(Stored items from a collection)
* * * * *

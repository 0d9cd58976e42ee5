//! Code image generation for the preview.
//!
//! The editor always encodes a fixed sample payload (see
//! [`SAMPLE_CODE_PAYLOAD`](crate::canvas::SAMPLE_CODE_PAYLOAD)); the real
//! per-attendee data is the export pipeline's business.
//!
//! Regeneration is fire-and-forget per size change. Results may resolve out
//! of order, so [`CodeImageState`] hands out a token per request and only
//! accepts the result of the most recent one.

use std::io::Cursor;
use std::sync::Arc;

use async_trait::async_trait;
use image::{DynamicImage, ImageFormat, Rgba, RgbaImage, imageops::FilterType};
use qrcode::{EcLevel, QrCode};
use tracing::{debug, warn};

use crate::canvas::MAX_CODE_SIZE;
use crate::error::BadgeError;

/// Edge of the centered logo overlay, relative to the code edge.
pub const OVERLAY_RATIO: f64 = 0.22;

/// A rendered code image.
#[derive(Debug, Clone, PartialEq)]
pub struct CodeImage {
    /// Requested edge in template-space pixels.
    pub size: u32,
    /// PNG bytes.
    pub png: Vec<u8>,
}

/// Scannable-code encoder collaborator.
#[async_trait]
pub trait CodeEncoder: Send + Sync {
    async fn encode(&self, payload: &str, size_px: u32) -> Result<CodeImage, BadgeError>;
}

/// QR encoder rendering PNGs with the `qrcode` and `image` crates.
///
/// An optional overlay (typically the template logo) is composited at the
/// center. It is purely decorative; the H error-correction level keeps the
/// code readable underneath it.
#[derive(Debug, Clone, Default)]
pub struct QrCodeEncoder {
    overlay: Option<Arc<DynamicImage>>,
}

impl QrCodeEncoder {
    pub fn new() -> Self {
        Self::default()
    }

    pub fn with_overlay(overlay: DynamicImage) -> Self {
        Self {
            overlay: Some(Arc::new(overlay)),
        }
    }

    /// Render synchronously.
    pub fn render(&self, payload: &str, size_px: u32) -> Result<CodeImage, BadgeError> {
        let png = render_qr_png(payload, size_px, self.overlay.as_deref())?;
        Ok(CodeImage { size: size_px, png })
    }
}

#[async_trait]
impl CodeEncoder for QrCodeEncoder {
    async fn encode(&self, payload: &str, size_px: u32) -> Result<CodeImage, BadgeError> {
        let encoder = self.clone();
        let payload = payload.to_string();
        tokio::task::spawn_blocking(move || encoder.render(&payload, size_px))
            .await
            .map_err(|e| BadgeError::CodeImage(format!("Task error: {}", e)))?
    }
}

/// Render `payload` as a square QR PNG of `size_px` (at least one pixel per
/// module).
fn render_qr_png(
    payload: &str,
    size_px: u32,
    overlay: Option<&DynamicImage>,
) -> Result<Vec<u8>, BadgeError> {
    if size_px > MAX_CODE_SIZE {
        return Err(BadgeError::CodeImage(format!(
            "Code size {}px exceeds the {}px maximum",
            size_px, MAX_CODE_SIZE
        )));
    }

    let code = QrCode::with_error_correction_level(payload, EcLevel::H)
        .map_err(|e| BadgeError::CodeImage(format!("QR code generation failed: {}", e)))?;

    let modules = code.width();
    let edge = (size_px as usize).max(modules);
    let cell = edge / modules;
    let offset = (edge - modules * cell) / 2;

    let mut img = RgbaImage::from_pixel(edge as u32, edge as u32, Rgba([255, 255, 255, 255]));
    for qy in 0..modules {
        for qx in 0..modules {
            if code[(qx, qy)] != qrcode::Color::Dark {
                continue;
            }
            for cy in 0..cell {
                for cx in 0..cell {
                    let px = (offset + qx * cell + cx) as u32;
                    let py = (offset + qy * cell + cy) as u32;
                    img.put_pixel(px, py, Rgba([0, 0, 0, 255]));
                }
            }
        }
    }

    if let Some(logo) = overlay {
        let overlay_edge = ((edge as f64 * OVERLAY_RATIO).round() as u32).max(1);
        let resized = image::imageops::resize(
            &logo.to_rgba8(),
            overlay_edge,
            overlay_edge,
            FilterType::Triangle,
        );
        let origin = ((edge as u32 - overlay_edge) / 2) as i64;
        image::imageops::overlay(&mut img, &resized, origin, origin);
    }

    let mut png = Vec::new();
    DynamicImage::ImageRgba8(img)
        .write_to(&mut Cursor::new(&mut png), ImageFormat::Png)
        .map_err(|e| BadgeError::CodeImage(format!("PNG encoding failed: {}", e)))?;
    Ok(png)
}

/// One outstanding regeneration request.
#[derive(Debug, Clone, Copy, PartialEq, Eq)]
pub struct CodeRequest {
    pub token: u64,
    pub size: u32,
}

/// Latest-request-wins bookkeeping for the preview code image.
#[derive(Debug, Clone, Default)]
pub struct CodeImageState {
    next_token: u64,
    latest: Option<CodeRequest>,
    resolved: bool,
    image: Option<CodeImage>,
}

impl CodeImageState {
    pub fn new() -> Self {
        Self::default()
    }

    /// Register a regeneration for `size`; older requests become stale.
    pub fn request(&mut self, size: u32) -> CodeRequest {
        self.next_token += 1;
        let request = CodeRequest {
            token: self.next_token,
            size,
        };
        self.latest = Some(request);
        self.resolved = false;
        request
    }

    /// Settle a request. Returns whether the displayed image changed.
    ///
    /// Stale results are dropped. Failures are logged and leave the previous
    /// image in place; they never block saving.
    pub fn apply(&mut self, request: CodeRequest, result: Result<CodeImage, BadgeError>) -> bool {
        if self.latest != Some(request) {
            debug!(token = request.token, size = request.size, "dropping superseded code image");
            return false;
        }
        self.resolved = true;
        match result {
            Ok(image) => {
                self.image = Some(image);
                true
            }
            Err(err) => {
                warn!(size = request.size, error = %err, "code image generation failed");
                false
            }
        }
    }

    pub fn image(&self) -> Option<&CodeImage> {
        self.image.as_ref()
    }

    /// Whether the latest request is still outstanding.
    pub fn is_pending(&self) -> bool {
        self.latest.is_some() && !self.resolved
    }

    pub fn latest(&self) -> Option<CodeRequest> {
        self.latest
    }
}

#[cfg(test)]
mod tests {
    use super::*;

    fn image(size: u32) -> CodeImage {
        CodeImage { size, png: vec![size as u8] }
    }

    #[test]
    fn test_latest_request_wins_out_of_order() {
        let mut state = CodeImageState::new();
        let small = state.request(70);
        let large = state.request(120);

        assert!(state.apply(large, Ok(image(120))));
        assert!(!state.apply(small, Ok(image(70))));
        assert_eq!(state.image().map(|i| i.size), Some(120));
        assert!(!state.is_pending());
    }

    #[test]
    fn test_stale_result_before_latest() {
        let mut state = CodeImageState::new();
        let small = state.request(70);
        let large = state.request(120);
        assert!(!state.apply(small, Ok(image(70))));
        assert!(state.image().is_none());
        assert!(state.is_pending());
        assert!(state.apply(large, Ok(image(120))));
        assert_eq!(state.image().map(|i| i.size), Some(120));
    }

    #[test]
    fn test_same_size_twice_uses_token() {
        let mut state = CodeImageState::new();
        let first = state.request(120);
        let second = state.request(120);
        assert!(!state.apply(first, Ok(image(120))));
        assert!(state.apply(second, Ok(image(120))));
    }

    #[test]
    fn test_failure_keeps_previous_image() {
        let mut state = CodeImageState::new();
        let first = state.request(70);
        state.apply(first, Ok(image(70)));
        let second = state.request(90);
        assert!(!state.apply(second, Err(BadgeError::CodeImage("boom".into()))));
        assert_eq!(state.image().map(|i| i.size), Some(70));
        assert!(!state.is_pending());
    }

    #[test]
    fn test_qr_render_produces_png_of_requested_size() {
        let encoder = QrCodeEncoder::new();
        let code = encoder.render("BADGEKIT-SAMPLE", 120).unwrap();
        assert_eq!(code.size, 120);
        let decoded = image::load_from_memory(&code.png).unwrap();
        assert_eq!((decoded.width(), decoded.height()), (120, 120));
    }

    #[test]
    fn test_qr_render_tiny_size_grows_to_module_count() {
        let code = QrCodeEncoder::new().render("X", 4).unwrap();
        let decoded = image::load_from_memory(&code.png).unwrap();
        assert!(decoded.width() >= 21);
    }

    #[test]
    fn test_qr_render_rejects_oversized_edge() {
        let encoder = QrCodeEncoder::new();
        assert!(matches!(encoder.render("X", u32::MAX), Err(BadgeError::CodeImage(_))));
        assert!(matches!(
            encoder.render("X", MAX_CODE_SIZE + 1),
            Err(BadgeError::CodeImage(_))
        ));
    }

    #[test]
    fn test_overlay_is_composited_at_center() {
        let logo = DynamicImage::ImageRgba8(RgbaImage::from_pixel(8, 8, Rgba([255, 0, 0, 255])));
        let code = QrCodeEncoder::with_overlay(logo).render("BADGEKIT", 200).unwrap();
        let decoded = image::load_from_memory(&code.png).unwrap().to_rgba8();
        let center = decoded.get_pixel(100, 100);
        assert!(center[0] > 200 && center[1] < 50 && center[2] < 50);
    }

    #[tokio::test]
    async fn test_async_encode() {
        let encoder = QrCodeEncoder::new();
        let code = encoder.encode("BADGEKIT", 90).await.unwrap();
        assert_eq!(code.size, 90);
        assert!(!code.png.is_empty());
    }
}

* * * * *

Required action | Lines that hold the word "bool" are the ones to copy from the entries above.

Answer to this problem |
    resolved: bool,
    pub fn apply(&mut self, request: CodeRequest, result: Result<CodeImage, BadgeError>) -> bool {
    pub fn is_pending(&self) -> bool {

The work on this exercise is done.